Ce phénomène est mondial. Le poids des risques, sinon leur dérive, ne cesse de croître. Le modèle, tel que nous le connaissons, est donc confronté au principe de réalité, celui de l’assurabilité et des conditions dans lesquelles elle peut se matérialiser. Jean-Paul Faugère l’a souligné en interpellant le secteur de l’assurance afin qu’il s’en préoccupe soulignant que les Pouvoirs publics ont fait leur part en matière de catastrophe naturelle. Certes, néanmoins en matière d’assurance santé, le même argument ne peut guère être soulevé, bien au contraire. Ce qui met en lumière un danger lié à la bonne santé de l’assurance. Celui de voir les responsables politiques, avec l’assentiment de l’opinion, se servir de l’assurance comme variable d’ajustement. Alors que l’enjeu est d’une toute autre nature. Le vice-président de l’ACPR s’en est d’ailleurs fait l’écho, appelant à développer des politiques de prévention soutenues, bien plus ambitieuses que celles que nous connaissons, à la fois pour maîtriser la dimension des risques, mais aussi pour aider à l’amélioration de la vie des assurés.
L’amélioration de la protection de la clientèle est le second grand thème abordé par le rapport. L’ACPR affiche la couleur « il faut mettre fin aux pratiques commerciales problématiques » en rappelant que la chaine de distribution est coresponsable de la mise en œuvre de la gouvernance. Ainsi la responsabilité des distributeurs est rappelée et bien sûr celle des courtiers grossistes. Ce n’est pas nouveau et figure au cœur de la réglementation de la DDA. En particulier, dans la sélection des distributeurs et dans le suivi de la commercialisation des contrats. L’ACPR rappelle que les animateurs de réseau ont une obligation de sélection rigoureuse. Ils doivent notamment apprécier la capacité opérationnelle à distribuer les produits concernés. Ils doivent ensuite assurer un suivi précis, du réseau et de la qualité des ventes, appuyé sur des indicateurs quantitatifs et qualitatifs (volumétrie, taux de chute, réclamations, renonciations, etc.). Ils doivent aussi procéder à des contrôles réguliers et à des mesures correctives graduées pouvant aller jusqu’à la rupture du partenariat.
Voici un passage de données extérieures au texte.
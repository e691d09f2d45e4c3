//! subburn - burn whisper subtitles into videos
//!
//! Entry point for the command line and the upload web server.

use anyhow::Result;
use clap::Parser;
use std::path::Path;
use std::sync::Arc;
use tracing::{info, warn, Level};
use tracing_appender::{non_blocking, non_blocking::WorkerGuard, rolling};
use tracing_subscriber::{fmt, layer::SubscriberExt, util::SubscriberInitExt, EnvFilter};

use subburn::api::{start_http_server, AppState};
use subburn::cli::{Args, Commands, ConfigAction, JobsAction};
use subburn::config::{Config, TranscriptionTask, DEFAULT_CONFIG_FILE};
use subburn::error::SubburnError;
use subburn::jobs::{load_jobs, JobManager};
use subburn::setup::SetupManager;
use subburn::transcribe::TranscriptionRequest;
use subburn::workflow::Workflow;

#[tokio::main]
async fn main() -> Result<()> {
    // Parse command line arguments
    let args = Args::parse();

    // Load configuration
    let config = match &args.config {
        Some(config_path) => Config::from_file(config_path)?,
        None => {
            if Path::new(DEFAULT_CONFIG_FILE).exists() {
                Config::from_file(DEFAULT_CONFIG_FILE)?
            } else {
                Config::default()
            }
        }
    };

    // Setup logging to both console and file
    let _guard = setup_logging(args.verbose, &config.storage.data_dir)?;
    info!("Starting subburn {}", env!("CARGO_PKG_VERSION"));

    match args.command {
        Commands::Process {
            input,
            language,
            task,
            output_dir,
        } => {
            let request = request_from(&config, language, task);
            let workflow = Workflow::new(config).await?;
            workflow.check_transcriber().await?;

            let output = workflow.process_single_file(&input, output_dir, &request).await?;
            println!("Subtitles: {}", output.subtitle_path.display());
            println!("Video:     {}", output.output_video_path.display());
        }
        Commands::Batch {
            input_dir,
            language,
            task,
            output_dir,
        } => {
            let request = request_from(&config, language, task);
            let workflow = Workflow::new(config).await?;
            workflow.check_transcriber().await?;

            let summary = workflow.process_directory(&input_dir, output_dir, &request).await?;
            for (video, output) in &summary.succeeded {
                println!("ok      {} -> {}", video.display(), output.output_video_path.display());
            }
            for (video, reason) in &summary.failed {
                println!("failed  {}: {}", video.display(), reason);
            }
            println!(
                "\n{} succeeded, {} failed",
                summary.succeeded.len(),
                summary.failed.len()
            );
            if !summary.failed.is_empty() {
                anyhow::bail!("{} of the videos could not be processed", summary.failed.len());
            }
        }
        Commands::Extract { input, output } => {
            info!("Extracting audio from: {}", input.display());
            let workflow = Workflow::new(config).await?;
            workflow.extract_audio(&input, &output).await?;
        }
        Commands::Transcribe {
            input,
            output,
            language,
            task,
        } => {
            info!("Transcribing audio: {}", input.display());
            let request = request_from(&config, language, task);
            let workflow = Workflow::new(config).await?;
            workflow.check_transcriber().await?;

            let cues = workflow.transcribe_to_srt(&input, &output, &request).await?;
            println!("Wrote {} cues to {}", cues, output.display());
        }
        Commands::Burn {
            video,
            subtitles,
            output,
        } => {
            info!("Burning subtitles into video: {}", video.display());
            let workflow = Workflow::new(config).await?;
            workflow.burn_subtitles(&video, &subtitles, &output).await?;
        }
        Commands::Serve { host, port } => {
            let mut config = config;
            if let Some(host) = host {
                config.server.host = host;
            }
            if let Some(port) = port {
                config.server.port = port;
            }

            let workflow = Arc::new(Workflow::new(config.clone()).await?);
            if let Err(e) = workflow.check_transcriber().await {
                // Jobs will fail individually until the backend is fixed
                warn!("Speech backend is not ready: {}", e);
            }

            let jobs = JobManager::new(workflow, config.server.max_concurrent_jobs).await?;
            start_http_server(AppState {
                jobs,
                config: Arc::new(config),
            })
            .await?;
        }
        Commands::Jobs { action } => {
            let processed_dir = &config.storage.processed_dir;
            let mut jobs = if processed_dir.is_dir() {
                load_jobs(processed_dir).await?
            } else {
                Vec::new()
            };
            jobs.sort_by(|a, b| b.created_at.cmp(&a.created_at));

            match action {
                JobsAction::List => {
                    if jobs.is_empty() {
                        println!("No jobs found.");
                    } else {
                        println!("{:<38} {:<20} {:<10} {:<30}", "Id", "Created", "Language", "Status");
                        println!("{}", "-".repeat(100));
                        for job in &jobs {
                            println!(
                                "{:<38} {:<20} {:<10} {:<30}",
                                job.id,
                                job.created_at.format("%Y-%m-%d %H:%M:%S"),
                                job.target_language,
                                job.status.to_string()
                            );
                        }
                    }
                }
                JobsAction::Show { id } => {
                    let job = jobs
                        .iter()
                        .find(|job| job.id.to_string() == id)
                        .ok_or_else(|| SubburnError::Job(format!("Unknown job {}", id)))?;
                    println!("{}", serde_json::to_string_pretty(job)?);
                }
            }
        }
        Commands::Models { download } => {
            let setup_manager = SetupManager::new(&config.storage.data_dir)?;

            if let Some(name) = download {
                let model = setup_manager.find_model(&name)?;
                let path = setup_manager.download_model(&model).await?;
                println!("Model {} is available at {}", model.name, path.display());
            } else {
                println!("\nAvailable Whisper Models:");
                println!("{:<15} {:<25} {:<10} {:<10}", "Name", "Filename", "Size (MB)", "Status");
                println!("{}", "-".repeat(65));
                for model in setup_manager.available_models() {
                    let status = if setup_manager.is_downloaded(&model) {
                        "Downloaded"
                    } else {
                        "Missing"
                    };
                    println!(
                        "{:<15} {:<25} {:<10.1} {:<10}",
                        model.name, model.filename, model.size_mb, status
                    );
                }
                println!("\nModels directory: {}", setup_manager.models_dir().display());
            }
        }
        Commands::Config { action } => match action {
            ConfigAction::Init { path, force } => {
                write_default_config(&path, force)?;
                println!("Wrote default configuration to {}", path.display());
            }
            ConfigAction::Show => {
                print!("{}", toml::to_string_pretty(&config)?);
            }
        },
    }

    Ok(())
}

fn request_from(
    config: &Config,
    language: Option<String>,
    task: Option<TranscriptionTask>,
) -> TranscriptionRequest {
    TranscriptionRequest::new(
        language.unwrap_or_else(|| config.transcriber.default_language.clone()),
        task.unwrap_or(config.transcriber.default_task),
    )
}

fn write_default_config(path: &Path, force: bool) -> Result<()> {
    if path.exists() && !force {
        anyhow::bail!("{} already exists (use --force to overwrite)", path.display());
    }
    Config::default().save_to_file(path)?;
    Ok(())
}

/// Setup logging to both console and file
fn setup_logging(verbose: bool, data_dir: &Path) -> Result<WorkerGuard> {
    let log_dir = data_dir.join("log");
    std::fs::create_dir_all(&log_dir)?;

    // Set up file appender with daily rotation
    let file_appender = rolling::daily(&log_dir, "subburn.log");
    let (non_blocking_file, guard) = non_blocking(file_appender);

    let log_level = if verbose { Level::DEBUG } else { Level::INFO };

    let console_layer = fmt::layer().with_target(false);

    let file_layer = fmt::layer()
        .with_writer(non_blocking_file)
        .with_target(false)
        .with_thread_ids(true)
        .with_file(true)
        .with_line_number(true)
        .with_ansi(false); // No ANSI colors in file

    tracing_subscriber::registry()
        .with(EnvFilter::from_default_env().add_directive(log_level.into()))
        .with(console_layer)
        .with(file_layer)
        .try_init()
        .map_err(|e| anyhow::anyhow!("Failed to initialize logging: {}", e))?;

    info!(
        "Logging initialized - console: {}, file: {}",
        log_level,
        log_dir.join("subburn.log").display()
    );

    Ok(guard)
}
Il faut comprendre cette manière du régulateur d’enfoncer le clou comme un appel à la vigilance.
Enfin, le dernier grand sujet développé est celui de la Value for money3 dont l’ACPR a fait un dispositif central de la gouvernance des produits. En cela, elle en est la pionnière en Europe, mais l’arrivée de la RIS4 va la généraliser.
1 Rapport annuel 2025
2 Lire la chronique de Dominique Seux dans les Echos du 27 mai 2026.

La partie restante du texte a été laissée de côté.